* WHAT YOU NEED TO DO: If a line in the data contains "filename", copy it out.

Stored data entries
········

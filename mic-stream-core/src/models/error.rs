use thiserror::Error;

/// Errors that can occur while starting or running a capture session.
///
/// Every variant is also delivered to the observer as an `error` event;
/// the `Result` returned to Rust callers carries the same value.
#[derive(Debug, Error, Clone, PartialEq, Eq)]
pub enum CaptureError {
    #[error("microphone permission not granted")]
    PermissionDenied,

    #[error("device not available")]
    DeviceNotAvailable,

    #[error("device configuration failed: {0}")]
    DeviceConfig(String),

    #[error("capture failed: {0}")]
    RuntimeCapture(String),
}

#[cfg(test)]
mod tests {
    use super::*;

    #[test]
    fn display_includes_detail() {
        let err = CaptureError::DeviceConfig("invalid buffer size".into());
        assert_eq!(err.to_string(), "device configuration failed: invalid buffer size");
    }
}
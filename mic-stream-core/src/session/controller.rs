use std::panic::{self, AssertUnwindSafe};
use std::sync::atomic::{AtomicBool, Ordering};
use std::sync::Arc;
use std::thread;

use parking_lot::Mutex;

use crate::dispatch::dispatcher::FrameDispatcher;
use crate::dispatch::executor::{DispatchThread, EventExecutor};
use crate::models::audio_models::{AudioSource, CaptureDiagnostics, CaptureEvent, VolumeEvent};
use crate::models::config::CaptureConfiguration;
use crate::models::error::CaptureError;
use crate::models::session_info::SessionInfo;
use crate::models::state::CaptureState;
use crate::processing::volume_estimator::VolumeEstimator;
use crate::traits::capture_device::{CaptureDevice, PcmStream};
use crate::traits::capture_observer::CaptureObserver;
use crate::traits::permission::PermissionProvider;

/// Bookkeeping for the session currently owned by the controller.
struct ActiveSession {
    info: SessionInfo,
    // Cleared by `stop()`; polled once per loop iteration.
    running: Arc<AtomicBool>,
    // Cleared by teardown once the device is released.
    recording: Arc<AtomicBool>,
    diagnostics: Arc<Mutex<CaptureDiagnostics>>,
    handle: Option<thread::JoinHandle<()>>,
}

/// Everything the sampling thread owns for one session.
struct SamplingLoop {
    stream: Arc<Mutex<Option<Box<dyn PcmStream>>>>,
    info: SessionInfo,
    running: Arc<AtomicBool>,
    recording: Arc<AtomicBool>,
    diagnostics: Arc<Mutex<CaptureDiagnostics>>,
    dispatcher: FrameDispatcher,
}

/// Microphone capture controller.
///
/// Generic over the device backend and the platform permission check.
/// Owns at most one session at a time:
/// ```text
/// [PcmStream] → read block → [VolumeEstimator] → VolumeEvent → [FrameDispatcher] → observer
/// ```
/// `start` opens the device on the caller's thread and hands it to a
/// dedicated sampling thread; `stop` only flips an atomic flag. Teardown
/// runs on the sampling thread after its loop exits, whatever the reason.
pub struct CaptureController<D: CaptureDevice, P: PermissionProvider> {
    device: D,
    permissions: P,
    dispatcher: FrameDispatcher,
    active: Option<ActiveSession>,
}

impl<D: CaptureDevice, P: PermissionProvider> CaptureController<D, P> {
    pub fn new(device: D, permissions: P, executor: Arc<dyn EventExecutor>) -> Self {
        Self {
            device,
            permissions,
            dispatcher: FrameDispatcher::new(executor),
            active: None,
        }
    }

    /// Controller delivering events on its own [`DispatchThread`].
    pub fn with_dispatch_thread(device: D, permissions: P) -> Self {
        Self::new(device, permissions, Arc::new(DispatchThread::new()))
    }

    pub fn set_observer(&self, observer: Arc<dyn CaptureObserver>) {
        self.dispatcher.set_observer(observer);
    }

    pub fn clear_observer(&self) {
        self.dispatcher.clear_observer();
    }

    pub fn device_info(&self) -> AudioSource {
        self.device.device_info()
    }

    pub fn permissions(&self) -> &P {
        &self.permissions
    }

    pub fn has_permission(&self) -> bool {
        self.permissions.has_permission()
    }

    pub fn request_permission(&self) {
        self.permissions.request_permission();
    }

    pub fn state(&self) -> CaptureState {
        match &self.active {
            Some(session) if session.recording.load(Ordering::SeqCst) => CaptureState::Recording,
            _ => CaptureState::Idle,
        }
    }

    /// The running session, if any.
    pub fn session_info(&self) -> Option<SessionInfo> {
        self.active
            .as_ref()
            .filter(|session| session.recording.load(Ordering::SeqCst))
            .map(|session| session.info.clone())
    }

    /// Counters of the most recent session.
    pub fn diagnostics(&self) -> CaptureDiagnostics {
        self.active
            .as_ref()
            .map(|session| *session.diagnostics.lock())
            .unwrap_or_default()
    }

    /// Start a new session. Transitions: idle → recording.
    ///
    /// A session that is already running is stopped and joined first, so
    /// its `Stopped` event precedes this session's `Started`. Failures are
    /// reported to the observer as an `error` event as well as returned.
    pub fn start(&mut self, config: CaptureConfiguration) -> Result<(), CaptureError> {
        if !self.permissions.has_permission() {
            return Err(self.report(CaptureError::PermissionDenied));
        }

        self.shutdown_active();

        if let Err(e) = config.validate() {
            return Err(self.report(CaptureError::DeviceConfig(e)));
        }

        if !self.device.is_available() {
            return Err(self.report(as_device_config(CaptureError::DeviceNotAvailable)));
        }

        let format = config.format();
        let block_size = match self.device.min_block_size(&format).filter(|size| *size > 0) {
            Some(size) => size,
            None => {
                return Err(self.report(CaptureError::DeviceConfig(format!(
                    "invalid buffer size for {} Hz mono 16-bit",
                    format.sample_rate
                ))))
            }
        };

        let mut stream = match self.device.open(&format, block_size) {
            Ok(stream) => stream,
            Err(e) => return Err(self.report(as_device_config(e))),
        };

        if let Err(e) = stream.start() {
            if let Err(release_error) = stream.release() {
                log::debug!("Ignoring release failure after failed start: {}", release_error);
            }
            return Err(self.report(as_device_config(e)));
        }

        let info = SessionInfo::new(format, block_size, config.label);
        let running = Arc::new(AtomicBool::new(true));
        let recording = Arc::new(AtomicBool::new(true));
        let diagnostics = Arc::new(Mutex::new(CaptureDiagnostics::default()));
        let stream = Arc::new(Mutex::new(Some(stream)));

        log::info!(
            "Capture session {} started: {} Hz, block {} samples ({} ms)",
            info.id,
            format.sample_rate,
            block_size,
            info.block_duration_ms()
        );
        self.dispatcher.dispatch(CaptureEvent::Started);

        let sampling = SamplingLoop {
            stream: Arc::clone(&stream),
            info: info.clone(),
            running: Arc::clone(&running),
            recording: Arc::clone(&recording),
            diagnostics: Arc::clone(&diagnostics),
            dispatcher: self.dispatcher.clone(),
        };

        let handle = match thread::Builder::new()
            .name("audio-record".into())
            .spawn(move || sampling.run())
        {
            Ok(handle) => handle,
            Err(e) => {
                // The closure never ran; reclaim the device and tear down here.
                let error =
                    CaptureError::DeviceConfig(format!("failed to spawn sampling thread: {}", e));
                self.dispatcher.dispatch(CaptureEvent::Error(error.to_string()));
                if let Some(stream) = stream.lock().take() {
                    teardown(stream, &recording, &self.dispatcher, &info.id);
                }
                return Err(error);
            }
        };

        self.active = Some(ActiveSession {
            info,
            running,
            recording,
            diagnostics,
            handle: Some(handle),
        });
        Ok(())
    }

    /// Request the running session to stop. Never blocks.
    ///
    /// The sampling loop notices within one device read. Calling this when
    /// idle, or more than once, has no further effect.
    pub fn stop(&self) {
        if let Some(session) = &self.active {
            if session.running.swap(false, Ordering::SeqCst) {
                log::debug!("Stop requested for capture session {}", session.info.id);
            }
        }
    }

    /// Stop the active session and wait for its teardown to finish.
    fn shutdown_active(&mut self) {
        let Some(mut session) = self.active.take() else {
            return;
        };
        session.running.store(false, Ordering::SeqCst);
        if let Some(handle) = session.handle.take() {
            if handle.join().is_err() {
                log::error!("Sampling thread for session {} panicked", session.info.id);
            }
        }
    }

    fn report(&self, error: CaptureError) -> CaptureError {
        log::warn!("Capture failed to start: {}", error);
        self.dispatcher.dispatch(CaptureEvent::Error(error.to_string()));
        error
    }
}

impl<D: CaptureDevice, P: PermissionProvider> Drop for CaptureController<D, P> {
    fn drop(&mut self) {
        self.shutdown_active();
    }
}

impl SamplingLoop {
    fn run(self) {
        let Some(mut stream) = self.stream.lock().take() else {
            return;
        };

        let outcome = panic::catch_unwind(AssertUnwindSafe(|| self.capture(stream.as_mut())))
            .unwrap_or_else(|_| Err(CaptureError::RuntimeCapture("capture loop panicked".into())));

        if let Err(e) = outcome {
            log::error!("Capture session {} failed: {}", self.info.id, e);
            self.dispatcher.dispatch(CaptureEvent::Error(e.to_string()));
        }

        teardown(stream, &self.recording, &self.dispatcher, &self.info.id);
    }

    /// Read → measure → dispatch until stopped or the device fails.
    fn capture(&self, stream: &mut dyn PcmStream) -> Result<(), CaptureError> {
        let mut estimator = VolumeEstimator::new();
        let mut buffer = vec![0i16; self.info.block_size];

        while self.running.load(Ordering::SeqCst) && stream.is_recording() {
            let read = stream.read(&mut buffer)?.min(buffer.len());
            let block = &buffer[..read];

            let Some(volume) = estimator.process(block) else {
                self.diagnostics.lock().empty_reads += 1;
                continue;
            };

            {
                let mut d = self.diagnostics.lock();
                d.blocks_read += 1;
                d.samples_total += read as u64;
                d.dropped_samples = stream.dropped_samples();
            }

            if !self.dispatcher.has_observer() {
                continue;
            }

            let event = VolumeEvent {
                samples: block.to_vec(),
                volume,
                elapsed_ms: self.info.elapsed_ms(),
                sample_rate: self.info.format.sample_rate,
                label: self.info.label.clone(),
            };
            log::trace!("Block of {} samples, volume {}", read, volume);
            self.dispatcher.dispatch(CaptureEvent::Frame(event));
            self.diagnostics.lock().frames_dispatched += 1;
        }

        // The device may have stopped recording because of an error it
        // reported between reads.
        match stream.take_error() {
            Some(e) => Err(e),
            None => Ok(()),
        }
    }
}

/// Halt and release the device, then announce the stop. Release errors are
/// logged and dropped; `Stopped` is always emitted.
fn teardown(
    mut stream: Box<dyn PcmStream>,
    recording: &AtomicBool,
    dispatcher: &FrameDispatcher,
    session_id: &str,
) {
    if let Err(e) = stream.stop() {
        log::debug!("Ignoring stop failure during teardown: {}", e);
    }
    if let Err(e) = stream.release() {
        log::debug!("Ignoring release failure during teardown: {}", e);
    }
    drop(stream);

    recording.store(false, Ordering::SeqCst);
    log::info!("Capture session {} stopped", session_id);
    dispatcher.dispatch(CaptureEvent::Stopped);
}

fn as_device_config(error: CaptureError) -> CaptureError {
    match error {
        CaptureError::DeviceConfig(_) | CaptureError::PermissionDenied => error,
        other => CaptureError::DeviceConfig(other.to_string()),
    }
}
pub mod host_bridge;
pub mod messages;
pub mod plugin;
pub mod controller;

········

* COMPLETED EXERCISE:
filename mic-stream-core/src/models/error.rs
filename mic-stream-core/src/session/controller.rs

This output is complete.